The ampliPHOX Colorimetric Detection Technology was created as a research tool for the analysis of low-density microarrays using colorimetric detection. It combines a reagent kit and a benchtop instrument for detection for low-density (<2500 spots) microarray applications and is produced by InDevR, Inc. The ampliPHOX provides equivalent analytical sensitivity to fluorescence by using colorimetric readout.

The process underlying the ampliPHOX Colorimetric Detection Technology is a light-starting chemical reaction that forms solid polymer spots on the microarray. Biotinylated targets are first captured onto the microarray and subsequently labeled with a streptavidin-coupled initiator. When a proprietary solution is added and light from the ampliPHOX Reader illuminates the array, polymer grows selectively from only locations where the biotinylated targets were captured. The process takes a couple of minutes, and can be seen with the unaided eye and subsequently imaged with the ampliPHOX Reader.

Principles of Operation
The ampliPHOX assay allows for the detection of biotin-labeled targets using light and a proprietary streptavidin-label to start the polymerization of a highly optimized monomer solution (amplify). Transparent polymer is formed only on spots where a labeling event has occurred. The contrast of the polymer is enhanced by applying a simple stain prior to imaging and analysis using the ampliVIEW software. Polymer spots formed are visible to the unaided eye. On the InDevR website, a video is available to illustrate the concept.

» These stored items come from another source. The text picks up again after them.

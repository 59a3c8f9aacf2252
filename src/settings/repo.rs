use serde::{Deserialize, Serialize};
use sqlx::{FromRow, PgPool};
use time::OffsetDateTime;
use uuid::Uuid;

use crate::settings::dto::UpdateSettingsRequest;

/// Unit preferences, training focus and the nutrition goals that
/// parameterize the daily macro summary. Stored values are always kg, kcal
/// and grams; unit preferences are display hints only.
#[derive(Debug, Clone, Serialize, Deserialize, FromRow)]
pub struct Settings {
    pub user_id: Uuid,
    pub distance_unit: String,
    pub weight_unit: String,
    pub energy_unit: String,
    pub primary_focus: String,
    pub weekly_workout_goal: i32,
    pub weekly_weight_change_kg: f64,
    pub activity_level: String,
    pub calorie_goal_kcal: f64,
    pub protein_goal_g: f64,
    pub carbs_goal_g: f64,
    pub fat_goal_g: f64,
    pub profile_public: bool,
    pub notifications_enabled: bool,
    #[serde(with = "time::serde::rfc3339")]
    pub updated_at: OffsetDateTime,
}

const SETTINGS_COLUMNS: &str = r#"user_id, distance_unit, weight_unit, energy_unit,
    primary_focus, weekly_workout_goal, weekly_weight_change_kg, activity_level,
    calorie_goal_kcal, protein_goal_g, carbs_goal_g, fat_goal_g, profile_public,
    notifications_enabled, updated_at"#;

impl Settings {
    pub const DEFAULT_CALORIE_GOAL_KCAL: f64 = 2000.0;

    /// Reads the user's settings, inserting the defaults row on first use.
    pub async fn get_or_create(db: &PgPool, user_id: Uuid) -> anyhow::Result<Settings> {
        sqlx::query("INSERT INTO settings (user_id) VALUES ($1) ON CONFLICT (user_id) DO NOTHING")
            .bind(user_id)
            .execute(db)
            .await?;

        let row = sqlx::query_as::<_, Settings>(&format!(
            "SELECT {SETTINGS_COLUMNS} FROM settings WHERE user_id = $1"
        ))
        .bind(user_id)
        .fetch_one(db)
        .await?;
        Ok(row)
    }

    /// Partial update; absent fields keep their stored value.
    pub async fn update(
        db: &PgPool,
        user_id: Uuid,
        patch: &UpdateSettingsRequest,
    ) -> anyhow::Result<Settings> {
        let row = sqlx::query_as::<_, Settings>(&format!(
            r#"
            UPDATE settings SET
                distance_unit = COALESCE($2, distance_unit),
                weight_unit = COALESCE($3, weight_unit),
                energy_unit = COALESCE($4, energy_unit),
                primary_focus = COALESCE($5, primary_focus),
                weekly_workout_goal = COALESCE($6, weekly_workout_goal),
                weekly_weight_change_kg = COALESCE($7, weekly_weight_change_kg),
                activity_level = COALESCE($8, activity_level),
                calorie_goal_kcal = COALESCE($9, calorie_goal_kcal),
                protein_goal_g = COALESCE($10, protein_goal_g),
                carbs_goal_g = COALESCE($11, carbs_goal_g),
                fat_goal_g = COALESCE($12, fat_goal_g),
                profile_public = COALESCE($13, profile_public),
                notifications_enabled = COALESCE($14, notifications_enabled),
                updated_at = now()
            WHERE user_id = $1
            RETURNING {SETTINGS_COLUMNS}
            "#
        ))
        .bind(user_id)
        .bind(&patch.distance_unit)
        .bind(&patch.weight_unit)
        .bind(&patch.energy_unit)
        .bind(&patch.primary_focus)
        .bind(patch.weekly_workout_goal)
        .bind(patch.weekly_weight_change_kg)
        .bind(&patch.activity_level)
        .bind(patch.calorie_goal_kcal)
        .bind(patch.protein_goal_g)
        .bind(patch.carbs_goal_g)
        .bind(patch.fat_goal_g)
        .bind(patch.profile_public)
        .bind(patch.notifications_enabled)
        .fetch_one(db)
        .await?;
        Ok(row)
    }
}
use serde::Deserialize;
use time::Date;

use crate::goals::repo::{GoalStatus, GoalType};

#[derive(Debug, Deserialize)]
pub struct CreateGoalRequest {
    pub goal_type: GoalType,
    pub title: String,
    pub description: Option<String>,
    pub target_date: Option<Date>,
}

#[derive(Debug, Deserialize)]
pub struct GoalListQuery {
    /// Defaults to active; completed rows stay queryable.
    pub status: Option<GoalStatus>,
}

Biotin molecules must be incorporated into the microarray target(s) before ampliPHOX detection is performed. This can be achieved using several commercially available or custom options, depending on the particular application.  Brief descriptions of the key steps and features of the ampliPHOX assay and ampliPHOX Reader are given below.

Labeling
Incorporating ampliTAG onto the biotinylated microarray is the first step toward detecting the microarray capture event. Labeling the microarray with amplitude G is performed manually and is not accomplished using the ampliPHOX Reader. The microarray labeling process comprises a five-minute incubation step, followed by a five-minute wash.

Signal Amplification
The amplify solution is applied manually to the labeled microarray and exposed to light using the instrument’s Photoactivation Bay. During photoactivation, the ampliTAG triggers polymerization of the ampliPHY. The result, after excess amplification is removed, is a colorless yet visible polymer present only in regions where targets were labeled with ampliTAG. This polymer is subsequently stained with ampliRED to make the spots visible to the unaided eye and to allow for simple digital imaging and analysis of resulting signals using the ampliPHOX Reader and accompanying ampliVIEW software.

Data Analysis
After the polymer has been stained, the slide is transferred to the instrument’s Imaging Bay for analysis. First, a simple digital image of the array is captured. This image is compiled with other important information about the microarray into a data file with an ARI File Extension.  Once saved, .ARI File Extension can be analyzed using the Analysis Tab within the ampliVIEW software. A target is positive if all spots for the target meet the following criteria:

s > b + 1.8 σb

Where s is the mean spot intensity, b is the mean background intensity (calculated from 48 pixels), and σb is the standard deviation of the background intensity.

Applications
ampliPHOX has been optimized for use with glass microarray substrates and can be used with both nucleic acid and protein-based systems, and, in principle, can detect any biotin-labeled product. Research at the USDA has used this technology to profile Shiga toxin-producing Escherichia coli by identifying the O-antigen gene clusters and virulence genes. Research at InDevR was performed to identify and type Influenza by using ampliPHOX and InDevR's Custom Microarrays with RT-PCR. This work shows that ampliPHOX Detection paired with a low-density microarray can provide a low-cost alternative to methods such as QRT-PCR for surveillance of influenza, particularly in resource-limited settings.